On Tuesday, ESPN announced in a press release that it is opening the bidding for cities interested in hosting the 2019 and 2020 Summer X Games.
The news comes just two months after ESPN revealed that it chose Minneapolis to host the the 2017 and 2018 version of the event following a three-year residency in Austin, Texas.
While the press release might come as a bit of a shock to spectators in Minneapolis, it gives fans a chance to dream about what cities they’d like to see the festival travel to after its stay in the City of Lakes.
And so, in the spirit of completely baseless predictions and wild hopes, here are the cities we’d love to see host the 2019 and 2020 X Games.
There may not be city in America better suited to host the X Games than San Diego.
America’s Finest City has already proven it can be successful as the Summer X Games home base, having hosted the games in 1997 and 1998.
Its close proximity to action sports havens like Temecula and Carlsbad means it will have no issue providing a fan base, and seeing that the Olympics are now including surfing, if the X Games decide to do the same, San Diego County offers countless worthy surf venues.
The fact that Portland hasn’t yet hosted an X Games is pretty wild.
The city is a skateboarding hotbed, having embraced the sport for a long time while many other cities have famously shunned skaters.

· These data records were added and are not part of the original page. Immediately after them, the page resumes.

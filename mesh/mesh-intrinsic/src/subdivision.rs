//! The common subdivision: the overlay of both triangulations.
//!
//! Every intrinsic vertex and every transversal crossing becomes an overlay
//! vertex; the pieces of input and intrinsic edges between them bound
//! polygonal overlay faces, each contained in exactly one face of either
//! mesh. Construction walks every input edge's trace and threads the
//! crossings together; since input edges never cross each other, the arcs
//! inside one intrinsic face are disjoint chords and the face's polygons
//! fall out of a recursive chord split.

use hashbrown::HashMap;
use mesh_halfedge::{EdgeId, FaceId, SurfacePoint, VertexData, VertexId};

use crate::error::{IntrinsicError, IntrinsicResult};
use crate::trace::CurvePiece;
use crate::triangulation::IntegerTriangulation;

/// Why an overlay vertex exists.
#[derive(Debug, Clone, Copy, PartialEq, Eq)]
pub enum SubdivisionPointSource {
    /// An intrinsic vertex (original input vertices included).
    IntrinsicVertex(VertexId),
    /// A transversal crossing of an input edge with an intrinsic edge.
    Crossing {
        /// The crossed intrinsic edge.
        intrinsic_edge: EdgeId,
        /// The crossing input edge.
        input_edge: EdgeId,
    },
}

/// A vertex of the common subdivision, located on both meshes.
#[derive(Debug, Clone, Copy)]
pub struct SubdivisionPoint {
    /// Position on the input mesh.
    pub on_input: SurfacePoint,
    /// Position on the intrinsic mesh.
    pub on_intrinsic: SurfacePoint,
    /// Provenance.
    pub source: SubdivisionPointSource,
}

/// A polygonal face of the overlay.
#[derive(Debug, Clone)]
pub struct SubdivisionFace {
    /// The intrinsic face containing this polygon.
    pub intrinsic_face: FaceId,
    /// The input face containing this polygon.
    pub input_face: FaceId,
    /// Counterclockwise vertex indices into the subdivision's point list.
    pub vertices: Vec<usize>,
}

/// The planar overlay of the input and intrinsic triangulations.
#[derive(Debug, Clone, Default)]
pub struct CommonSubdivision {
    /// Overlay vertices.
    pub points: Vec<SubdivisionPoint>,
    /// Overlay faces.
    pub faces: Vec<SubdivisionFace>,
    /// Crossing points on each intrinsic edge, ordered along its canonical
    /// half-edge (endpoints excluded).
    pub points_on_intrinsic_edge: HashMap<EdgeId, Vec<usize>>,
    /// Points along each input edge in trace order, endpoints included.
    pub points_on_input_edge: HashMap<EdgeId, Vec<usize>>,
    /// Transversal input-edge segments (excludes runs along shared edges).
    input_arc_segments: usize,
    /// Segments of intrinsic edges (crossings + 1 per live edge).
    intrinsic_segments: usize,
}

impl CommonSubdivision {
    /// Number of overlay vertices.
    #[must_use]
    pub fn n_vertices(&self) -> usize {
        self.points.len()
    }

    /// Number of overlay edge segments.
    #[must_use]
    pub fn n_edges(&self) -> usize {
        // Each intrinsic edge breaks into crossings + 1 segments; each
        // transversal arc of an input edge adds its own crossings + 1
        // (shared runs coincide with intrinsic segments and are not double
        // counted).
        self.intrinsic_segments + self.input_arc_segments
    }

    /// Number of overlay faces.
    #[must_use]
    pub fn n_faces(&self) -> usize {
        self.faces.len()
    }

    /// Interpolate per-vertex input data to every overlay vertex.
    #[must_use]
    pub fn interpolate_across_input(
        &self,
        input: &mesh_halfedge::HalfedgeMesh,
        values: &VertexData<[f64; 3]>,
    ) -> Vec<[f64; 3]> {
        self.points
            .iter()
            .map(|p| match p.on_input {
                SurfacePoint::Vertex(v) => values[v],
                SurfacePoint::Edge(e, t) => {
                    let h = input.halfedge(e);
                    let a = values[input.tail(h)];
                    let b = values[input.head(h)];
                    [
                        a[0] + (b[0] - a[0]) * t,
                        a[1] + (b[1] - a[1]) * t,
                        a[2] + (b[2] - a[2]) * t,
                    ]
                }
                SurfacePoint::Face(f, bary) => {
                    let [va, vb, vc] = input.face_vertices(f);
                    let (a, b, c) = (values[va], values[vb], values[vc]);
                    [
                        a[0] * bary[0] + b[0] * bary[1] + c[0] * bary[2],
                        a[1] * bary[0] + b[1] * bary[1] + c[1] * bary[2],
                        a[2] * bary[0] + b[2] * bary[1] + c[2] * bary[2],
                    ]
                }
            })
            .collect()
    }
}

impl IntegerTriangulation<'_> {
    /// Extract the common subdivision of the input and intrinsic
    /// triangulations.
    ///
    /// # Errors
    ///
    /// Fails if the crossing bookkeeping is corrupt, including when the
    /// threaded crossing count disagrees with the normal coordinates.
    pub fn extract_common_subdivision(&self) -> IntrinsicResult<CommonSubdivision> {
        let mesh = self.mesh();
        let input = self.input_mesh();
        let mut cs = CommonSubdivision::default();

        // Intrinsic vertices become overlay vertices.
        let mut vertex_point: HashMap<VertexId, usize> = HashMap::new();
        for v in mesh.vertices() {
            vertex_point.insert(v, cs.points.len());
            cs.points.push(SubdivisionPoint {
                on_input: self.location(v),
                on_intrinsic: SurfacePoint::Vertex(v),
                source: SubdivisionPointSource::IntrinsicVertex(v),
            });
        }

        // Thread every input edge's trace, creating crossing points and the
        // chords each face will be split along.
        let mut edge_crossings: HashMap<EdgeId, Vec<(f64, usize)>> = HashMap::new();
        let mut chords: HashMap<FaceId, Vec<(usize, usize, EdgeId)>> = HashMap::new();
        let mut arc_segments = 0usize;
        for e in input.edges() {
            let curve = self.trace_input_edge(e)?;
            let mut chain: Vec<usize> = Vec::new();
            for piece in &curve.pieces {
                match piece {
                    CurvePiece::Along(h) => {
                        let tail = vertex_point[&mesh.tail(*h)];
                        let head = vertex_point[&mesh.head(*h)];
                        if chain.is_empty() {
                            chain.push(tail);
                        }
                        chain.push(head);
                    }
                    CurvePiece::Arc {
                        start,
                        end,
                        crossings,
                    } => {
                        arc_segments += crossings.len() + 1;
                        let strip = self.arc_strip_geometry(*start, *end, crossings)?;
                        let t_start = self
                            .input_edge_param(self.location(*start), e)
                            .unwrap_or(0.0);
                        let t_end = self.input_edge_param(self.location(*end), e).unwrap_or(1.0);
                        if chain.is_empty() {
                            chain.push(vertex_point[start]);
                        }
                        let mut previous = vertex_point[start];
                        let mut previous_face = mesh.face(crossings[0].halfedge.twin());
                        for (crossing, geometry) in crossings.iter().zip(&strip.crossings) {
                            let point = cs.points.len();
                            let intrinsic_edge = crossing.halfedge.edge();
                            let t_input =
                                t_start + (t_end - t_start) * geometry.segment_param;
                            cs.points.push(SubdivisionPoint {
                                on_input: SurfacePoint::Edge(e, t_input),
                                on_intrinsic: SurfacePoint::Edge(
                                    intrinsic_edge,
                                    geometry.edge_param,
                                ),
                                source: SubdivisionPointSource::Crossing {
                                    intrinsic_edge,
                                    input_edge: e,
                                },
                            });
                            edge_crossings
                                .entry(intrinsic_edge)
                                .or_default()
                                .push((geometry.edge_param, point));
                            if let Some(face) = previous_face {
                                chords.entry(face).or_default().push((previous, point, e));
                            }
                            previous = point;
                            previous_face = mesh.face(crossing.halfedge);
                            chain.push(point);
                        }
                        if let Some(face) = previous_face {
                            chords
                                .entry(face)
                                .or_default()
                                .push((previous, vertex_point[end], e));
                        }
                        chain.push(vertex_point[end]);
                    }
                }
            }
            cs.points_on_input_edge.insert(e, chain);
        }

        // Consistency: threaded crossings must reproduce the coordinates.
        for e in mesh.edges() {
            let expected = self.normal_coords.coords[e].max(0) as usize;
            let found = edge_crossings.get(&e).map_or(0, Vec::len);
            if expected != found {
                return Err(IntrinsicError::CorruptNormalCoordinates {
                    halfedge: mesh.halfedge(e),
                    detail: "threaded crossings disagree with normal coordinates",
                });
            }
        }

        for (e, mut list) in edge_crossings {
            list.sort_by(|a, b| a.0.total_cmp(&b.0));
            cs.points_on_intrinsic_edge
                .insert(e, list.into_iter().map(|(_, p)| p).collect());
        }

        // Assemble each intrinsic face's polygons from its boundary cycle
        // and chords.
        for f in mesh.faces() {
            let mut boundary: Vec<usize> = Vec::new();
            for h in mesh.face_halfedges(f) {
                boundary.push(vertex_point[&mesh.tail(h)]);
                let e = h.edge();
                if let Some(points) = cs.points_on_intrinsic_edge.get(&e) {
                    if mesh.halfedge(e) == h {
                        boundary.extend(points.iter().copied());
                    } else {
                        boundary.extend(points.iter().rev().copied());
                    }
                }
            }
            let face_chords = chords.remove(&f).unwrap_or_default();
            let polygons = split_polygon(
                &boundary,
                &face_chords
                    .iter()
                    .map(|&(a, b, _)| (a, b))
                    .collect::<Vec<_>>(),
            );
            for polygon in polygons {
                let input_face = self.polygon_input_face(&polygon, &cs).ok_or(
                    IntrinsicError::CorruptNormalCoordinates {
                        halfedge: mesh.halfedge_of_face(f),
                        detail: "overlay polygon spans no single input face",
                    },
                )?;
                cs.faces.push(SubdivisionFace {
                    intrinsic_face: f,
                    input_face,
                    vertices: polygon,
                });
            }
        }

        cs.input_arc_segments = arc_segments;
        cs.intrinsic_segments = mesh
            .edges()
            .map(|e| self.normal_coords.coords[e].max(0) as usize + 1)
            .sum();
        Ok(cs)
    }

    /// The single input face containing an overlay polygon.
    fn polygon_input_face(&self, polygon: &[usize], cs: &CommonSubdivision) -> Option<FaceId> {
        let mut candidates: Option<Vec<FaceId>> = None;
        for &p in polygon {
            let faces = self.input_faces_of(cs.points[p].on_input);
            candidates = Some(match candidates {
                None => faces.to_vec(),
                Some(previous) => previous.into_iter().filter(|f| faces.contains(f)).collect(),
            });
        }
        candidates.and_then(|c| c.first().copied())
    }
}

/// Split a convex-boundary cycle along non-crossing chords into the faces
/// of the induced arrangement.
fn split_polygon(boundary: &[usize], chords: &[(usize, usize)]) -> Vec<Vec<usize>> {
    if chords.is_empty() {
        return vec![boundary.to_vec()];
    }
    let (a, b) = chords[0];
    let rest = &chords[1..];
    let pos_a = boundary.iter().position(|&p| p == a);
    let pos_b = boundary.iter().position(|&p| p == b);
    let (Some(pos_a), Some(pos_b)) = (pos_a, pos_b) else {
        // Chord endpoints not on this sub-polygon's boundary (consumed by a
        // sibling); drop it and continue.
        return split_polygon(boundary, rest);
    };
    let (i, j) = if pos_a <= pos_b {
        (pos_a, pos_b)
    } else {
        (pos_b, pos_a)
    };
    let side_one: Vec<usize> = boundary[i..=j].to_vec();
    let mut side_two: Vec<usize> = boundary[j..].to_vec();
    side_two.extend_from_slice(&boundary[..=i]);

    let mut polygons = Vec::new();
    let belongs = |side: &[usize], (x, y): (usize, usize)| {
        side.contains(&x) && side.contains(&y)
    };
    let chords_one: Vec<(usize, usize)> =
        rest.iter().copied().filter(|&c| belongs(&side_one, c)).collect();
    let chords_two: Vec<(usize, usize)> =
        rest.iter().copied().filter(|&c| belongs(&side_two, c)).collect();
    polygons.extend(split_polygon(&side_one, &chords_one));
    polygons.extend(split_polygon(&side_two, &chords_two));
    polygons
}

#[cfg(test)]
mod tests {
    use super::*;

    #[test]
    fn test_split_polygon_no_chords() {
        let polygons = split_polygon(&[0, 1, 2], &[]);
        assert_eq!(polygons, vec![vec![0, 1, 2]]);
    }

    #[test]
    fn test_split_polygon_single_chord() {
        // Square 0-1-2-3 with chord (0, 2).
        let polygons = split_polygon(&[0, 1, 2, 3], &[(0, 2)]);
        assert_eq!(polygons.len(), 2);
        assert!(polygons.contains(&vec![0, 1, 2]));
        assert!(polygons.contains(&vec![2, 3, 0]));
    }

    #[test]
    fn test_split_polygon_chords_sharing_a_vertex() {
        // Hexagon with chords (0, 3) and (0, 4).
        let polygons = split_polygon(&[0, 1, 2, 3, 4, 5], &[(0, 3), (0, 4)]);
        assert_eq!(polygons.len(), 3);
        assert!(polygons.contains(&vec![0, 1, 2, 3]));
        let total: usize = polygons.iter().map(Vec::len).sum();
        // Each chord duplicates its two endpoints across the split.
        assert_eq!(total, 6 + 4);
    }
}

The city plays home to Burnside Skatepark, one of the most iconic skate locales in the entire U.S., which was built by skateboarders under a bridge without the city’s permission in 1990 before being officially endorsed by the city in 1993.
And, in 2008 Portland adopted a citywide skatepark system plan to construct 19 new parks.
Plus, it’s one of the best beer cities in the world, and home to a thriving food scene, so the entertainment options for visitors would be endless.
Chicago was reportedly in the running to host the 2017 and 2018 Summer X Games before ESPN settled on Minneapolis, so why not show the country’s third largest city some love and let it host?
A short glance at the history of the X Games shows that it has never been hosted in the Midwest, meaning Chicago offers ESPN a chance to impress a new market.
The Windy City has already shown it can produce top-level action sports athletes like skateboarder Chaz Ortiz, and while it might be known for its cold winters, the shores of Lake Michigan can be heavenly in the summer months.
Denver, realistically, should have already hosted a Summer X Games.
The city — and Colorado as a whole — has played an integral part in the history of multiple action sports from mountain biking to snowboarding, and is currently the fastest-growing large city in the country, meaning the city won’t struggle with attendance numbers.
Denver also gives the X Games an opportunity to continue its tradition of introducing new sports to the equation (remember skysurfing?) by allowing the X Games to capitalize on the growing downhill skateboarding movement.
Colorado is home to some of the best downhill skateboarding roads in the world, and would help ESPN seamlessly integrate the sport into its Summer X Games roster.
Unfortunately, given the fact that the Winter X Games have already found a long-term home in Aspen, the chances of another city in Colorado being awarded the Summer X Games seem pretty slim.